Milford took the boy on his back. "You are my horse," said the boy, whimpering. They turned toward the house, Mrs. Blakemore striving to keep step with Milford. "Don't go so fast. I can't keep step with you,"

she said.

"Get up," the boy commanded.

"How long do you expect to stay?" Milford asked.

"I don't know," she answered. "George is away on a tour, and I am to wait till I hear from him. I don't think I'll be here but a few days longer. I ought to put Bobbie in school."

"We'll have a good deal more of warm weather," Milford said; "and October out here I should think is the finest time of the year."

"Oh, yes, but you know we must get back. After all, the summer spent in the country is a hardship. We give up everything for the sake of being out of doors. Put him down when he gets heavy."

"He's all right. Yes, hardship in many ways. But hardships make us stronger; still, I don't know that we need to be much stronger. We are strong enough now for our weak purposes."

"You mean spiritually stronger, don't you? Well, I don't know. But, of course, we are more meditative when we have been close to nature, and that always gives us a sort of spiritual help. But the time out here might be spent to great advantage, in reading and serious converse. As it is, however, people seem ashamed to talk anything but nonsense. They hoot at anything that has a particle of sentiment in it. And as for art--well, so few persons know anything about art. And on this account I shall miss Mrs. Goodwin so much. She talked beautifully on art. Don't you think so?"

"She talks well on almost any subject."

"And Gunhild is a real artist," she said, looking at him. "Did she show you any of her drawings?"

"No. I didn't ask her and she didn't offer to show them."

"Perhaps you were more interested in the artist than in her art."

"Yes, that may be about the size of it."

"Do you know, Mr. Milford, I can't fathom you. Sometimes you speak with positive sentiment and dignity, and then again you are a repository of slang. Why is it? Is it because that, at times, I am incapable of--shall I say inspiring?"
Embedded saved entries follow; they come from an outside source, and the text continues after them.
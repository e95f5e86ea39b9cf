use axum::extract::State;
use axum::http::StatusCode;
use axum::routing::post;
use axum::{Json, Router};
use chrono::{DateTime, Utc};
use opsdeck_core::error::ApiError;
use opsdeck_core::model::{
    AgentFeedEntry, AgentPendingCommand, AgentProfile, AgentSession, AgentStatus, AgentTransport,
    CommandRisk, CommandStatus, Decision, FeedLevel,
};
use serde::{Deserialize, Serialize};
use utoipa::ToSchema;
use uuid::Uuid;

use crate::error::{AppError, require};
use crate::extract::AppJson;
use crate::state::AppState;
use crate::store::DecisionInput;

const OPERATOR_SOURCE: &str = "operator";

pub fn router() -> Router<AppState> {
    Router::new()
        .route("/agents/session", post(upsert_session))
        .route("/agents/feed", post(append_feed))
        .route("/agents/command", post(upsert_command))
        .route("/agents/dispatch", post(dispatch_agent))
        .route("/agents/message", post(post_message))
        .route("/agents/command/decision", post(decide_command))
        .route("/agents/stop", post(stop_agent))
}

/// Common 202 body for agent mutations. Only the ids relevant to the
/// endpoint are present.
#[derive(Debug, Default, Serialize, Deserialize, ToSchema)]
#[serde(rename_all = "camelCase")]
pub struct Accepted {
    pub accepted: bool,
    /// Store sequence once the change was applied.
    pub sequence: u64,
    #[serde(default, skip_serializing_if = "Option::is_none")]
    pub session_id: Option<String>,
    #[serde(default, skip_serializing_if = "Option::is_none")]
    pub entry_id: Option<String>,
    #[serde(default, skip_serializing_if = "Option::is_none")]
    pub command_id: Option<String>,
    #[serde(default, skip_serializing_if = "Option::is_none")]
    pub handoff_id: Option<String>,
    /// Decision endpoints only: whether the command id was known.
    #[serde(default, skip_serializing_if = "Option::is_none")]
    pub command_found: Option<bool>,
}

fn accepted(sequence: u64) -> Accepted {
    Accepted {
        accepted: true,
        sequence,
        ..Accepted::default()
    }
}

#[derive(Debug, Deserialize, ToSchema)]
#[serde(rename_all = "camelCase")]
pub struct SessionUpsertRequest {
    pub session_id: Option<String>,
    pub agent_id: Option<String>,
    pub status: Option<AgentStatus>,
    #[serde(default)]
    pub transport: AgentTransport,
    #[serde(default)]
    pub summary: String,
    #[serde(flatten)]
    pub profile: AgentProfile,
    pub workspace: Option<String>,
    pub repository: Option<String>,
    pub branch: Option<String>,
    pub started_at: Option<DateTime<Utc>>,
    pub last_heartbeat: Option<DateTime<Utc>>,
    pub source: Option<String>,
}

#[derive(Debug, Deserialize, ToSchema)]
#[serde(rename_all = "camelCase")]
pub struct FeedAppendRequest {
    pub entry_id: Option<String>,
    pub session_id: Option<String>,
    pub agent_id: Option<String>,
    #[serde(default)]
    pub level: FeedLevel,
    pub message: Option<String>,
    #[serde(flatten)]
    pub profile: AgentProfile,
    pub repository: Option<String>,
    pub workspace: Option<String>,
    pub occurred_at: Option<DateTime<Utc>>,
    pub source: Option<String>,
}

#[derive(Debug, Deserialize, ToSchema)]
#[serde(rename_all = "camelCase")]
pub struct CommandUpsertRequest {
    pub command_id: Option<String>,
    pub session_id: Option<String>,
    pub agent_id: Option<String>,
    pub command: Option<String>,
    pub summary: Option<String>,
    #[serde(default)]
    pub risk: CommandRisk,
    #[serde(default)]
    pub status: CommandStatus,
    pub handoff_id: Option<String>,
    pub source: Option<String>,
}

#[derive(Debug, Deserialize, ToSchema)]
#[serde(rename_all = "camelCase")]
pub struct DispatchRequest {
    pub agent_id: Option<String>,
    /// Defaults to a fresh UUIDv7.
    pub session_id: Option<String>,
    pub task: Option<String>,
    #[serde(default)]
    pub transport: AgentTransport,
    #[serde(flatten)]
    pub profile: AgentProfile,
    pub workspace: Option<String>,
    pub repository: Option<String>,
    pub branch: Option<String>,
}

#[derive(Debug, Deserialize, ToSchema)]
#[serde(rename_all = "camelCase")]
pub struct MessageRequest {
    pub message: Option<String>,
    pub session_id: Option<String>,
    pub agent_id: Option<String>,
    #[serde(default)]
    pub level: FeedLevel,
}

#[derive(Debug, Deserialize, ToSchema)]
#[serde(rename_all = "camelCase")]
pub struct CommandDecisionRequest {
    pub command_id: Option<String>,
    pub approve: Option<bool>,
    pub decided_by: Option<String>,
    pub note: Option<String>,
}

#[derive(Debug, Deserialize, ToSchema)]
#[serde(rename_all = "camelCase")]
pub struct StopRequest {
    pub session_id: Option<String>,
    pub reason: Option<String>,
}

fn source_or(source: Option<String>, default: &str) -> String {
    source
        .map(|s| s.trim().to_string())
        .filter(|s| !s.is_empty())
        .unwrap_or_else(|| default.to_string())
}

pub(crate) fn non_blank(value: Option<String>) -> Option<String> {
    value.map(|v| v.trim().to_string()).filter(|v| !v.is_empty())
}

/// Insert or replace an agent session
#[utoipa::path(
    post,
    path = "/agents/session",
    request_body = SessionUpsertRequest,
    responses(
        (status = 202, description = "Session stored and broadcast", body = Accepted),
        (status = 400, description = "Missing sessionId, agentId or status", body = ApiError),
        (status = 401, description = "Unauthorized", body = ApiError)
    ),
    security(("bearer_auth" = [])),
    tag = "agents"
)]
pub async fn upsert_session(
    State(state): State<AppState>,
    AppJson(req): AppJson<SessionUpsertRequest>,
) -> Result<(StatusCode, Json<Accepted>), AppError> {
    let session_id = require(req.session_id, "sessionId")?;
    let agent_id = require(req.agent_id, "agentId")?;
    let status = req.status.ok_or_else(|| AppError::missing_field("status"))?;
    let now = Utc::now();

    let session = AgentSession {
        session_id,
        agent_id,
        transport: req.transport,
        status,
        summary: req.summary,
        profile: req.profile,
        workspace: req.workspace,
        repository: req.repository,
        branch: req.branch,
        started_at: req.started_at.unwrap_or(now),
        last_heartbeat: req.last_heartbeat.unwrap_or(now),
        updated_at: now,
    };
    let source = source_or(req.source, "agent");
    let recorded = state.store.upsert_session(session, &source).await?;

    Ok((
        StatusCode::ACCEPTED,
        Json(Accepted {
            session_id: Some(recorded.session.session_id),
            ..accepted(recorded.sequence)
        }),
    ))
}

/// Append a feed entry
#[utoipa::path(
    post,
    path = "/agents/feed",
    request_body = FeedAppendRequest,
    responses(
        (status = 202, description = "Entry appended and broadcast", body = Accepted),
        (status = 400, description = "Missing message", body = ApiError),
        (status = 401, description = "Unauthorized", body = ApiError)
    ),
    security(("bearer_auth" = [])),
    tag = "agents"
)]
pub async fn append_feed(
    State(state): State<AppState>,
    AppJson(req): AppJson<FeedAppendRequest>,
) -> Result<(StatusCode, Json<Accepted>), AppError> {
    let message = require(req.message, "message")?;
    let entry = AgentFeedEntry {
        entry_id: non_blank(req.entry_id).unwrap_or_else(|| Uuid::now_v7().to_string()),
        session_id: non_blank(req.session_id),
        agent_id: non_blank(req.agent_id),
        level: req.level,
        message,
        profile: req.profile,
        repository: req.repository,
        workspace: req.workspace,
        occurred_at: req.occurred_at.unwrap_or_else(Utc::now),
    };
    let entry_id = entry.entry_id.clone();
    let source = source_or(req.source, "agent");
    let envelope = state.store.append_feed(entry, &source).await?;

    Ok((
        StatusCode::ACCEPTED,
        Json(Accepted {
            entry_id: Some(entry_id),
            ..accepted(envelope.sequence)
        }),
    ))
}

/// Insert or replace a pending command
#[utoipa::path(
    post,
    path = "/agents/command",
    request_body = CommandUpsertRequest,
    responses(
        (status = 202, description = "Command stored and broadcast", body = Accepted),
        (status = 400, description = "Missing command", body = ApiError),
        (status = 401, description = "Unauthorized", body = ApiError)
    ),
    security(("bearer_auth" = [])),
    tag = "agents"
)]
pub async fn upsert_command(
    State(state): State<AppState>,
    AppJson(req): AppJson<CommandUpsertRequest>,
) -> Result<(StatusCode, Json<Accepted>), AppError> {
    let command_text = require(req.command, "command")?;
    let now = Utc::now();
    let command = AgentPendingCommand {
        command_id: non_blank(req.command_id).unwrap_or_else(|| Uuid::now_v7().to_string()),
        session_id: non_blank(req.session_id),
        agent_id: non_blank(req.agent_id),
        command: command_text,
        summary: req.summary,
        risk: req.risk,
        status: req.status,
        created_at: now,
        updated_at: now,
        decided_at: None,
        decided_by: None,
        note: None,
        handoff_id: non_blank(req.handoff_id),
    };
    let command_id = command.command_id.clone();
    let source = source_or(req.source, "agent");
    let envelope = state.store.upsert_pending_command(command, &source).await?;

    Ok((
        StatusCode::ACCEPTED,
        Json(Accepted {
            command_id: Some(command_id),
            ..accepted(envelope.sequence)
        }),
    ))
}

/// Dispatch an agent
///
/// Creates a session in `waiting` status and records the dispatch on the
/// feed.
#[utoipa::path(
    post,
    path = "/agents/dispatch",
    request_body = DispatchRequest,
    responses(
        (status = 202, description = "Session created", body = Accepted),
        (status = 400, description = "Missing agentId", body = ApiError),
        (status = 401, description = "Unauthorized", body = ApiError)
    ),
    security(("bearer_auth" = [])),
    tag = "agents"
)]
pub async fn dispatch_agent(
    State(state): State<AppState>,
    AppJson(req): AppJson<DispatchRequest>,
) -> Result<(StatusCode, Json<Accepted>), AppError> {
    let agent_id = require(req.agent_id, "agentId")?;
    let task = non_blank(req.task);
    let now = Utc::now();
    let session = AgentSession {
        session_id: non_blank(req.session_id).unwrap_or_else(|| Uuid::now_v7().to_string()),
        agent_id,
        transport: req.transport,
        status: AgentStatus::Waiting,
        summary: task.clone().unwrap_or_default(),
        profile: req.profile,
        workspace: req.workspace,
        repository: req.repository,
        branch: req.branch,
        started_at: now,
        last_heartbeat: now,
        updated_at: now,
    };
    let dispatched = state
        .store
        .dispatch_agent(session, task.as_deref(), OPERATOR_SOURCE)
        .await?;
    let session = dispatched.session;
    tracing::info!(session_id = %session.session_id, agent_id = %session.agent_id, "agent dispatched");

    Ok((
        StatusCode::ACCEPTED,
        Json(Accepted {
            session_id: Some(session.session_id),
            entry_id: Some(dispatched.feed_entry.entry_id),
            ..accepted(dispatched.sequence)
        }),
    ))
}

/// Post a message to the feed
#[utoipa::path(
    post,
    path = "/agents/message",
    request_body = MessageRequest,
    responses(
        (status = 202, description = "Message appended", body = Accepted),
        (status = 400, description = "Missing message", body = ApiError),
        (status = 401, description = "Unauthorized", body = ApiError)
    ),
    security(("bearer_auth" = [])),
    tag = "agents"
)]
pub async fn post_message(
    State(state): State<AppState>,
    AppJson(req): AppJson<MessageRequest>,
) -> Result<(StatusCode, Json<Accepted>), AppError> {
    let message = require(req.message, "message")?;
    let mut entry = AgentFeedEntry::new(req.level, message);
    entry.session_id = non_blank(req.session_id);
    entry.agent_id = non_blank(req.agent_id);
    let posted = state.store.post_message(entry, OPERATOR_SOURCE).await?;

    Ok((
        StatusCode::ACCEPTED,
        Json(Accepted {
            session_id: posted.entry.session_id,
            entry_id: Some(posted.entry.entry_id),
            ..accepted(posted.sequence)
        }),
    ))
}

/// Approve or reject a pending command
///
/// Always accepted: an unknown command id still records the decision on the
/// feed (`commandFound: false`). Deciding a command synthesized for a QA
/// handoff also decides the handoff.
#[utoipa::path(
    post,
    path = "/agents/command/decision",
    request_body = CommandDecisionRequest,
    responses(
        (status = 202, description = "Decision recorded", body = Accepted),
        (status = 400, description = "Missing commandId or approve", body = ApiError),
        (status = 401, description = "Unauthorized", body = ApiError)
    ),
    security(("bearer_auth" = [])),
    tag = "agents"
)]
pub async fn decide_command(
    State(state): State<AppState>,
    AppJson(req): AppJson<CommandDecisionRequest>,
) -> Result<(StatusCode, Json<Accepted>), AppError> {
    let command_id = require(req.command_id, "commandId")?;
    let approve = req.approve.ok_or_else(|| AppError::missing_field("approve"))?;
    let input = DecisionInput {
        decided_by: non_blank(req.decided_by),
        note: non_blank(req.note),
    };
    let outcome = state
        .store
        .decide_command(&command_id, Decision::from_approve(approve), &input, OPERATOR_SOURCE)
        .await?;

    Ok((
        StatusCode::ACCEPTED,
        Json(Accepted {
            command_id: Some(command_id),
            entry_id: Some(outcome.feed_entry.entry_id),
            handoff_id: outcome.handoff.map(|h| h.handoff_id),
            command_found: Some(outcome.command.is_some()),
            ..accepted(outcome.sequence)
        }),
    ))
}

/// Stop an agent session
///
/// Marks the session `offline` and records the stop on the feed.
#[utoipa::path(
    post,
    path = "/agents/stop",
    request_body = StopRequest,
    responses(
        (status = 202, description = "Session stopped", body = Accepted),
        (status = 400, description = "Missing sessionId", body = ApiError),
        (status = 401, description = "Unauthorized", body = ApiError),
        (status = 404, description = "Unknown session", body = ApiError)
    ),
    security(("bearer_auth" = [])),
    tag = "agents"
)]
pub async fn stop_agent(
    State(state): State<AppState>,
    AppJson(req): AppJson<StopRequest>,
) -> Result<(StatusCode, Json<Accepted>), AppError> {
    let session_id = require(req.session_id, "sessionId")?;
    let reason = non_blank(req.reason);
    let stopped = state
        .store
        .stop_session(&session_id, reason.as_deref(), OPERATOR_SOURCE)
        .await?
        .ok_or_else(|| AppError::NotFound {
            resource: format!("session {session_id}"),
        })?;
    tracing::info!(session_id = %stopped.session.session_id, "agent stopped");

    Ok((
        StatusCode::ACCEPTED,
        Json(Accepted {
            session_id: Some(stopped.session.session_id),
            entry_id: Some(stopped.feed_entry.entry_id),
            ..accepted(stopped.sequence)
        }),
    ))
}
"Yes, I guess that's about the proper thing to say. No. What am I talking about? You are always inspiring, of course. The fault lies with me."

"Such a strange man!" she said, meditatively. "Mrs. Stuvic declares she doesn't know you any better now than she did the first day, but I believe I do, though not much better, I must confess. I wish you would tell me something."

"Well, what is it?"

"Did you know Gunhild before she came out here?"

"I had never spoken to her."

"Well, it's very strange. You got acquainted very soon. Oh, I know she was out here quite a while, still--oh, you know what I mean. Yes, you met her at the haunted house--once. More than once? Am I too inquisitive? But I am so interested."

He acted the part of a politer man; he said that she was not too inquisitive--glad that she was interested. The boy, pulling at his ears, the bridle, turned his head toward her, and he caught the drooping of her eye. Over him she had established a sentimental protectorate, in accordance with a Monroe Doctrine of the heart, and resented foreign aggression.

"So much interested in Gunhild, you know," she said. "Peculiar girl, not yet Americanized. Perhaps it is her almost blunt honesty that gives her the appearance of lacking tact. But tact is the protection of honesty.

Don't you think so?"

"I don't know anything about tact, as you understand it. I know what it is to get the drop on a man, and I suppose the woman of tact always has the drop. Is that it?"

"Yes," she laughed, walking close beside him. "A woman of tact is never taken unawares."

"A suspicious woman, I take it."

"Well, a ready woman. And Gunhild is not dull, but she is not always ready. Do you think so?"

"I'll be--I don't know what you're driving at."

"Get up," the boy cried, clucking.

"Perhaps I am a little obscure. But I thought you would understand."

"But I swear I don't."

"Then it would be cruel to explain."

"It would? You've got to explain now." He halted and turned to her. The boy pulled at his ears. Her laughter came like the rippling of cool water.

"You know that Gunhild is an experiment," she said. "She was a girl of talent with uncertain manners. Even her restraint is blunt. And I think that Mrs. Goodwin has found her a failure."